== Segment start ==
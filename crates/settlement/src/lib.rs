//! Order lifecycle and driver-earnings settlement.
//!
//! The [`OrderEngine`] turns checkouts into orders and moves orders through
//! their delivery lifecycle:
//! 1. Checkout validates the zone, fee, location, merchant and prices, then
//!    commits the order together with its stock reservations
//! 2. Merchants accept, prepare and hand over the order, or reject/cancel it
//!    and get the stock back in the same commit
//! 3. An approved driver picks it up with the pickup code and completes it
//!    with the delivery code; completion credits the driver's wallet exactly
//!    once in the same commit
//!
//! Directories, routing and notifications are collaborators behind traits in
//! [`services`].

pub mod engine;
pub mod error;
pub mod request;
pub mod services;

pub use engine::{DEFAULT_CURRENCY, EngineConfig, OrderEngine};
pub use error::{ErrorKind, Result, SettlementError};
pub use request::{CheckoutItem, CreateOrderRequest, TransitionOutcome, TransitionRequest};
pub use services::{
    Collaborators, DEFAULT_AVERAGE_SPEED_KMH, DEFAULT_ROUTING_TIMEOUT, DeliveryZone,
    DriverDirectory, InMemoryDriverDirectory, InMemoryMerchantDirectory, InMemoryNotifier,
    InMemoryZoneDirectory, LoggingNotifier, MerchantDirectory, MerchantNotification,
    MerchantProfile, Notifier, ResilientRouter, RouteResolver, StraightLineRouter, ZoneDirectory,
    ZoneStatus,
};
//! Order domain events.

use chrono::{DateTime, Utc};
use common::{AggregateId, DriverId, MerchantId, UserId};
use serde::{Deserialize, Serialize};

use crate::aggregate::DomainEvent;
use crate::values::{GeoPoint, Money};

use super::{
    Actor, DeliveryInfo, LineItem, OrderPrices, OrderStatus, Payment, RouteLeg, VerificationCode,
};

/// Events that can occur on an order aggregate.
#[derive(Debug, Clone, Serialize, Deserialize)]
#[serde(tag = "type", content = "data")]
pub enum OrderEvent {
    /// Checkout succeeded; the order starts in `PENDING`.
    OrderPlaced(Box<OrderPlacedData>),

    /// The order moved to a new status. Exactly one per transition.
    StatusChanged(StatusChangedData),

    /// A driver picked the order up.
    DriverAssigned(DriverAssignedData),

    /// The driver covered a leg (to the merchant, or to the customer).
    LegTravelled(LegTravelledData),

    /// Payment collected on delivery.
    PaymentCompleted(PaymentCompletedData),

    /// The order was handed to the customer.
    OrderDelivered(OrderDeliveredData),
}

impl DomainEvent for OrderEvent {
    fn event_type(&self) -> &'static str {
        match self {
            OrderEvent::OrderPlaced(_) => "OrderPlaced",
            OrderEvent::StatusChanged(_) => "StatusChanged",
            OrderEvent::DriverAssigned(_) => "DriverAssigned",
            OrderEvent::LegTravelled(_) => "LegTravelled",
            OrderEvent::PaymentCompleted(_) => "PaymentCompleted",
            OrderEvent::OrderDelivered(_) => "OrderDelivered",
        }
    }
}

#[derive(Debug, Clone, Serialize, Deserialize)]
pub struct OrderPlacedData {
    pub order_id: AggregateId,
    pub user_id: UserId,
    pub merchant_id: MerchantId,
    pub zone_id: String,
    pub items: Vec<LineItem>,
    pub prices: OrderPrices,
    pub delivery_info: DeliveryInfo,
    /// Merchant location at checkout time.
    pub pickup_location: GeoPoint,
    pub pickup_code: VerificationCode,
    pub delivery_code: VerificationCode,
    pub payment: Option<Payment>,
    pub placed_at: DateTime<Utc>,
}

#[derive(Debug, Clone, Serialize, Deserialize)]
pub struct StatusChangedData {
    pub from: OrderStatus,
    pub to: OrderStatus,
    pub actor: Actor,
    pub changed_at: DateTime<Utc>,
}

#[derive(Debug, Clone, Serialize, Deserialize)]
pub struct DriverAssignedData {
    pub driver_id: DriverId,
    /// Where the driver was when accepting, if reported.
    pub start_location: Option<GeoPoint>,
    pub assigned_at: DateTime<Utc>,
}

#[derive(Debug, Clone, Serialize, Deserialize)]
pub struct LegTravelledData {
    pub from: GeoPoint,
    pub to: GeoPoint,
    pub leg: RouteLeg,
}

#[derive(Debug, Clone, Serialize, Deserialize)]
pub struct PaymentCompletedData {
    pub completed_at: DateTime<Utc>,
}

#[derive(Debug, Clone, Serialize, Deserialize)]
pub struct OrderDeliveredData {
    pub driver_id: DriverId,
    pub delivered_at: DateTime<Utc>,
    /// `None` when the order had no delivery estimate.
    pub on_time: Option<bool>,
    /// Amount credited to the driver's wallet for this order.
    pub driver_earnings: Money,
}

impl OrderEvent {
    pub fn status_changed(from: OrderStatus, to: OrderStatus, actor: Actor, at: DateTime<Utc>) -> Self {
        OrderEvent::StatusChanged(StatusChangedData {
            from,
            to,
            actor,
            changed_at: at,
        })
    }

    pub fn leg_travelled(from: GeoPoint, to: GeoPoint, leg: RouteLeg) -> Self {
        OrderEvent::LegTravelled(LegTravelledData { from, to, leg })
    }
}

#[cfg(test)]
mod tests {
    use super::*;

    #[test]
    fn adjacently_tagged_wire_format() {
        let event = OrderEvent::status_changed(
            OrderStatus::Pending,
            OrderStatus::AcceptedByMerchant,
            Actor::Admin,
            Utc::now(),
        );
        let json = serde_json::to_value(&event).unwrap();
        assert_eq!(json["type"], "StatusChanged");
        assert_eq!(json["data"]["to"], "ACCEPTED_BY_MERCHANT");

        let back: OrderEvent = serde_json::from_value(json).unwrap();
        assert_eq!(back.event_type(), "StatusChanged");
    }

    #[test]
    fn order_events_carry_no_idempotency_key() {
        let event = OrderEvent::PaymentCompleted(PaymentCompletedData {
            completed_at: Utc::now(),
        });
        assert!(event.idempotency_key().is_none());
    }
}
use chrono::{DateTime, Utc};
use serde::{Deserialize, Serialize};

use crate::{AggregateId, Version};

/// Serialized aggregate state at a given stream version.
///
/// Long-lived streams (a driver's wallet accumulates one credit per delivery)
/// are rebuilt from the latest snapshot plus the events after it.
#[derive(Debug, Clone, Serialize, Deserialize)]
pub struct Snapshot {
    pub aggregate_id: AggregateId,
    pub aggregate_type: String,
    /// Stream version the state corresponds to.
    pub version: Version,
    pub timestamp: DateTime<Utc>,
    pub state: serde_json::Value,
}

impl Snapshot {
    pub fn new(
        aggregate_id: AggregateId,
        aggregate_type: impl Into<String>,
        version: Version,
        state: serde_json::Value,
    ) -> Self {
        Self {
            aggregate_id,
            aggregate_type: aggregate_type.into(),
            version,
            timestamp: Utc::now(),
            state,
        }
    }

    /// Serializes `state` into a snapshot.
    pub fn from_state<T: Serialize>(
        aggregate_id: AggregateId,
        aggregate_type: impl Into<String>,
        version: Version,
        state: &T,
    ) -> Result<Self, serde_json::Error> {
        Ok(Self::new(
            aggregate_id,
            aggregate_type,
            version,
            serde_json::to_value(state)?,
        ))
    }

    pub fn into_state<T: for<'de> Deserialize<'de>>(self) -> Result<T, serde_json::Error> {
        serde_json::from_value(self.state)
    }
}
== Segment end ==
> TASK TO COMPLETE: Reproduce exactly the lines from the beginning of the entries above up to and including the line that contains "pub mod services;".

> WORKED SOLUTION:
filename crates/settlement/src/lib.rs
//! Order lifecycle and driver-earnings settlement.
//!
//! The [`OrderEngine`] turns checkouts into orders and moves orders through
//! their delivery lifecycle:
//! 1. Checkout validates the zone, fee, location, merchant and prices, then
//!    commits the order together with its stock reservations
//! 2. Merchants accept, prepare and hand over the order, or reject/cancel it
//!    and get the stock back in the same commit
//! 3. An approved driver picks it up with the pickup code and completes it
//!    with the delivery code; completion credits the driver's wallet exactly
//!    once in the same commit
//!
//! Directories, routing and notifications are collaborators behind traits in
//! [`services`].

pub mod engine;
pub mod error;
pub mod request;
pub mod services;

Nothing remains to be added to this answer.